Phase II trial of carboplatin and etoposide for patients with recurrent high-grade glioma

We present the results of a phase II trial of carboplatin and etoposide (CE) combination as first-line chemotherapy in patients with recurrent glioblastoma multiforme (GBM) and anaplastic astrocytoma (AA) after surgery and radiotherapy. We assess the activity and the tolerability of this combination. 30 patients with GBM (25) and AA (5) were treated with VP-16 (etoposide) 120 mg m−2 and CBCDA (carboplatin) 100 mg m−2 for 3 days every 4 weeks. Moreover, we performed a retrospective analysis of topoisomerase IIα gene status using chromogenic in situ hybridisation. The median age was 54 years (21–73 years); Eastern Cooperative Oncology Group performance score was 0-1 in 25 patients and 2 in five patients. All patients had been previously treated with surgical resection (21 radical resections) followed by radiation therapy (40–60 Gy).
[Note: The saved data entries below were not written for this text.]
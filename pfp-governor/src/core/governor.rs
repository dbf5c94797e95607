//! Fixed-window admission decisions
//!
//! This module provides [`RateGovernor`], which admits or rejects requests
//! per identifier against a quota of `max_requests` per window.

use super::{Clock, GovernorError, RateRecord, ShardedStore, Store, SystemClock};
use std::time::{Duration, SystemTime};

const DEFAULT_MAX_REQUESTS: u32 = 10;
const DEFAULT_WINDOW: Duration = Duration::from_secs(60 * 60);

/// Result of an admission decision
#[derive(Debug, Clone, Copy, PartialEq, Eq)]
pub struct Admission {
    /// Whether the request may proceed
    pub success: bool,
    /// Requests still available in the current window (0 when rejected)
    pub remaining: u32,
    /// Instant the current window closes
    pub reset_time: SystemTime,
}

/// A request budget: `max_requests` per `window`
///
/// Call sites choose their own quota. The default is 10 requests per hour.
#[derive(Debug, Clone, Copy, PartialEq, Eq)]
pub struct Quota {
    pub max_requests: u32,
    pub window: Duration,
}

impl Quota {
    pub const fn new(max_requests: u32, window: Duration) -> Self {
        Self {
            max_requests,
            window,
        }
    }

    /// `max_requests` per hour
    pub const fn per_hour(max_requests: u32) -> Self {
        Self::new(max_requests, Duration::from_secs(60 * 60))
    }
}

impl Default for Quota {
    fn default() -> Self {
        Self::new(DEFAULT_MAX_REQUESTS, DEFAULT_WINDOW)
    }
}

/// Fixed-window request governor
///
/// Owns its [`Store`] and reads time from a [`Clock`]. Construct one and
/// share it with an `Arc`; every method takes `&self`.
///
/// # Example
///
/// ```
/// use pfp_governor::{Quota, RateGovernor};
///
/// let governor = RateGovernor::new();
/// let quota = Quota::per_hour(3);
///
/// for expected in [2, 1, 0] {
///     let admission = governor
///         .admit("198.51.100.4", quota.max_requests, quota.window)
///         .unwrap();
///     assert!(admission.success);
///     assert_eq!(admission.remaining, expected);
/// }
///
/// let rejected = governor
///     .admit("198.51.100.4", quota.max_requests, quota.window)
///     .unwrap();
/// assert!(!rejected.success);
/// ```
pub struct RateGovernor<S: Store = ShardedStore, C: Clock = SystemClock> {
    store: S,
    clock: C,
}

impl RateGovernor {
    /// Create a governor with a default [`ShardedStore`] and the system clock
    pub fn new() -> Self {
        Self::from_parts(ShardedStore::new(), SystemClock)
    }
}

impl Default for RateGovernor {
    fn default() -> Self {
        Self::new()
    }
}

impl<C: Clock> RateGovernor<ShardedStore, C> {
    /// Create a governor with a default [`ShardedStore`] and the given clock
    pub fn with_clock(clock: C) -> Self {
        Self::from_parts(ShardedStore::new(), clock)
    }
}

impl<S: Store, C: Clock> RateGovernor<S, C> {
    pub fn from_parts(store: S, clock: C) -> Self {
        RateGovernor { store, clock }
    }

    /// Decide whether `identifier` may make another request
    ///
    /// # Parameters
    ///
    /// - `identifier`: The key requests are bucketed by (e.g., a client IP)
    /// - `max_requests`: Requests admitted per window
    /// - `window`: Window length
    ///
    /// # Errors
    ///
    /// - [`GovernorError::InvalidQuota`]: If `max_requests` or `window` is zero,
    ///   or `window` is too long to add to the current time
    pub fn admit(
        &self,
        identifier: &str,
        max_requests: u32,
        window: Duration,
    ) -> Result<Admission, GovernorError> {
        self.admit_at(identifier, max_requests, window, self.clock.now())
    }

    /// Same as [`admit`](Self::admit) with an explicit timestamp
    pub fn admit_at(
        &self,
        identifier: &str,
        max_requests: u32,
        window: Duration,
        now: SystemTime,
    ) -> Result<Admission, GovernorError> {
        let invalid = GovernorError::InvalidQuota {
            max_requests,
            window,
        };
        if max_requests == 0 || window.is_zero() {
            return Err(invalid);
        }
        // A window that cannot be added to the clock has no reset instant
        let fresh_reset = now.checked_add(window).ok_or(invalid)?;

        let admission = self.store.with_record(identifier, |slot| {
            if let Some(record) = slot.as_mut().filter(|r| !r.is_expired(now)) {
                if record.count >= max_requests {
                    // Full: reject without touching the record
                    return Admission {
                        success: false,
                        remaining: 0,
                        reset_time: record.reset_time,
                    };
                }

                record.count += 1;
                return Admission {
                    success: true,
                    remaining: max_requests - record.count,
                    reset_time: record.reset_time,
                };
            }

            // First request, or first request after the window closed
            *slot = Some(RateRecord {
                count: 1,
                reset_time: fresh_reset,
            });
            Admission {
                success: true,
                remaining: max_requests - 1,
                reset_time: fresh_reset,
            }
        });

        Ok(admission)
    }

    /// Remove every record whose window has closed
    ///
    /// Returns the number of records removed. Admission decisions do not
    /// depend on this running; it only bounds memory.
    pub fn sweep(&self) -> usize {
        self.sweep_at(self.clock.now())
    }

    /// Same as [`sweep`](Self::sweep) with an explicit timestamp
    pub fn sweep_at(&self, now: SystemTime) -> usize {
        self.store.remove_expired(now)
    }

    /// Current record for `identifier`, if one is held (expired or not)
    pub fn record(&self, identifier: &str) -> Option<RateRecord> {
        self.store.get(identifier)
    }

    /// Number of identifiers currently tracked
    pub fn len(&self) -> usize {
        self.store.len()
    }

    pub fn is_empty(&self) -> bool {
        self.store.is_empty()
    }
}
We observed six (20%) complete responses, three (10%) partial responses and 12 (40%) stable diseases, with a response rate of 30%. The median time to progression was 4 months, while progression-free survival at 6 months was 33.3%. The median survival time was 10 months. Neutropenia occurred in 9 patients: four patients had grade 4, two patients grade 3 and three patients grade 2. In the conclusion of this clinical trial, the CE combination has shown activity in recurrent GBM and AA, with a good toxicity profile. Alterations in the copy number of topoisomerase IIα gene seem to be a rare event and in our series do not influence response to the CE combination.